Only lines containing "Hearts" are wanted from the data below. Copy those lines.

RECORDS FOR THIS EXERCISE Start Marker

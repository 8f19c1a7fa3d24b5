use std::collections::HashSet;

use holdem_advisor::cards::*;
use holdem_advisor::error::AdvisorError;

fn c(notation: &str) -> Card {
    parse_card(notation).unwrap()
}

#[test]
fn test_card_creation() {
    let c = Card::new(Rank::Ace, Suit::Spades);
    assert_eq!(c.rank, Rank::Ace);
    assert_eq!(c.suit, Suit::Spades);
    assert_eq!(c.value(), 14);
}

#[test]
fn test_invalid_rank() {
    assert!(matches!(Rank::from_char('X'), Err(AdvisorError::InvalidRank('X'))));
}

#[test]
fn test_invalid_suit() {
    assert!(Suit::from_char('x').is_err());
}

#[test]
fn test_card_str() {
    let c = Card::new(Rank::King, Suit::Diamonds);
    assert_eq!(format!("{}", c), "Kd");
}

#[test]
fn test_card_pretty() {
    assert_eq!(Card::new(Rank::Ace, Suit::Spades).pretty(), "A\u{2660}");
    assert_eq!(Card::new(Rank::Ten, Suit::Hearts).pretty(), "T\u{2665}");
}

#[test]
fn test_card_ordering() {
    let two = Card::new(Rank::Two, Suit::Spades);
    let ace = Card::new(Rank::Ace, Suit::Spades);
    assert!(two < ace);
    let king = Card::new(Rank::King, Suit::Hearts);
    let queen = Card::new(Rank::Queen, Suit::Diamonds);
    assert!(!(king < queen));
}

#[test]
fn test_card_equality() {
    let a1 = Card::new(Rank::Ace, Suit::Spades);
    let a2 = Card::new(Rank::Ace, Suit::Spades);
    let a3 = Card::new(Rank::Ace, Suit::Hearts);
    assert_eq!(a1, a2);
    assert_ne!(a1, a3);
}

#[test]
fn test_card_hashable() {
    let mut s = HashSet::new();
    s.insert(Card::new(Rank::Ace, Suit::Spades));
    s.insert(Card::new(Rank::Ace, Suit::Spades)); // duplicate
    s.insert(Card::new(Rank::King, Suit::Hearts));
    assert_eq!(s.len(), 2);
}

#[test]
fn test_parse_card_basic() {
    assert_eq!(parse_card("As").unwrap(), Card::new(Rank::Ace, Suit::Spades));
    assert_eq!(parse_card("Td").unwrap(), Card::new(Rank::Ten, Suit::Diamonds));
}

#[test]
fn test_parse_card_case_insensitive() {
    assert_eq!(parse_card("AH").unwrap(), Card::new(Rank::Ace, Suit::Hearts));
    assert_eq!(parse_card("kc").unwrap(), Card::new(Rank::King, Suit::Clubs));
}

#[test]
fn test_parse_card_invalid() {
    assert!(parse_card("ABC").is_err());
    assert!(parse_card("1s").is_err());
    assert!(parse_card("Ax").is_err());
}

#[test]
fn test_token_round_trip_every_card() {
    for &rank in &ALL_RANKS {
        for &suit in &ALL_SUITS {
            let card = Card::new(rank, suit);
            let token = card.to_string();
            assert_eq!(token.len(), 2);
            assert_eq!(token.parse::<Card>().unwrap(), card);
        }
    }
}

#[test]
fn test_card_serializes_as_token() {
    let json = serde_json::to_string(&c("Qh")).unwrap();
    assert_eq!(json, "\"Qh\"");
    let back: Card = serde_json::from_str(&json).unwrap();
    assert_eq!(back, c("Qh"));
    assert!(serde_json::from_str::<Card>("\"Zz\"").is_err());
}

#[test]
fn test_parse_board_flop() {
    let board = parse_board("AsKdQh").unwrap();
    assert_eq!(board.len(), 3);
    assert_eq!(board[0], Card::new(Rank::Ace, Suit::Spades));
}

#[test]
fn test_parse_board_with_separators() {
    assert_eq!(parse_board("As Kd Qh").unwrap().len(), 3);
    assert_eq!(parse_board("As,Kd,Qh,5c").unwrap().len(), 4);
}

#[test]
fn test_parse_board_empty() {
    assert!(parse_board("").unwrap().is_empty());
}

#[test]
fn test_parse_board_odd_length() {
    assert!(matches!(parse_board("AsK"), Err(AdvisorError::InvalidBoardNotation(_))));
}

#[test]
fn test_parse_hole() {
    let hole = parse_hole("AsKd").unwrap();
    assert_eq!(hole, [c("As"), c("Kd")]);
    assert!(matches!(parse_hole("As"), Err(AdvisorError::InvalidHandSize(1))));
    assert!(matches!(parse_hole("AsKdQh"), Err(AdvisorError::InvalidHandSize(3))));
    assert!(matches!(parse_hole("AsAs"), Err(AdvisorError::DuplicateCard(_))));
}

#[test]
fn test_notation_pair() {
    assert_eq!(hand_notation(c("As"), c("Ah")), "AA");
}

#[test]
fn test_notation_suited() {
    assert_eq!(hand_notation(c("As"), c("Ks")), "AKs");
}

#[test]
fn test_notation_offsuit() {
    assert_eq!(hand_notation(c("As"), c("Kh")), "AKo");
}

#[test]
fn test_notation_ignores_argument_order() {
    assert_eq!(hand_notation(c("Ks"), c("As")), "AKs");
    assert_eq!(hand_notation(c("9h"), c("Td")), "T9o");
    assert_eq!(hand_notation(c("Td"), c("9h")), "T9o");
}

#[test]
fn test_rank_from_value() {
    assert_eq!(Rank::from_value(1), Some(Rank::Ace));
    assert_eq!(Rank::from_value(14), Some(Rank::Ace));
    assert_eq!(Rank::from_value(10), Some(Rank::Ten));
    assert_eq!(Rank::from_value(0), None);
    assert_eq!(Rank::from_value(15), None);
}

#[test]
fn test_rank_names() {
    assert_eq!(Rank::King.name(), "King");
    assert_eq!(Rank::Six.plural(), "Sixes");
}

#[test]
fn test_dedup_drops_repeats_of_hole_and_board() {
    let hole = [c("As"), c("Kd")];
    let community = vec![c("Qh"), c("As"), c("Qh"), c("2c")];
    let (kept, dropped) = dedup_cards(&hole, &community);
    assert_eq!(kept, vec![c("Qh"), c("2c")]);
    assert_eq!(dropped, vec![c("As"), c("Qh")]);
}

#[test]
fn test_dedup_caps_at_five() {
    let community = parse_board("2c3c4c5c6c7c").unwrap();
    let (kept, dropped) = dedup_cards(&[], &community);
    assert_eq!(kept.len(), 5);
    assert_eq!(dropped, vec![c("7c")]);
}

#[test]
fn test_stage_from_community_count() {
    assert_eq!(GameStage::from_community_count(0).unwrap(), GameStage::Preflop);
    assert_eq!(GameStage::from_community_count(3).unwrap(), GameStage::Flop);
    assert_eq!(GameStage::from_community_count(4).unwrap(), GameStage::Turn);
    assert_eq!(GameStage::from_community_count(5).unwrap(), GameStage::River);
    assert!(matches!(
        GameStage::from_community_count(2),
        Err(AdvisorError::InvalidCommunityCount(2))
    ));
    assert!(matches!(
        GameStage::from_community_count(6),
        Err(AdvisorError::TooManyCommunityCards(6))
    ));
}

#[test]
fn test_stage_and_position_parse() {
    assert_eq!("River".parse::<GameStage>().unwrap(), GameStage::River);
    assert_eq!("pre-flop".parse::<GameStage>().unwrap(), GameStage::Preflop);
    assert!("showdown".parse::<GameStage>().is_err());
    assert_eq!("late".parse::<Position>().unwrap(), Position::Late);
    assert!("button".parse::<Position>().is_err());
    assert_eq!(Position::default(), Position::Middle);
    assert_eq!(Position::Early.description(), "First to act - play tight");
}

RECORDS FOR THIS EXERCISE End Marker

### REPLY
    assert_eq!(Card::new(Rank::Ten, Suit::Hearts).pretty(), "T\u{2665}");
    let king = Card::new(Rank::King, Suit::Hearts);
    let a3 = Card::new(Rank::Ace, Suit::Hearts);
    s.insert(Card::new(Rank::King, Suit::Hearts));
    assert_eq!(parse_card("AH").unwrap(), Card::new(Rank::Ace, Suit::Hearts));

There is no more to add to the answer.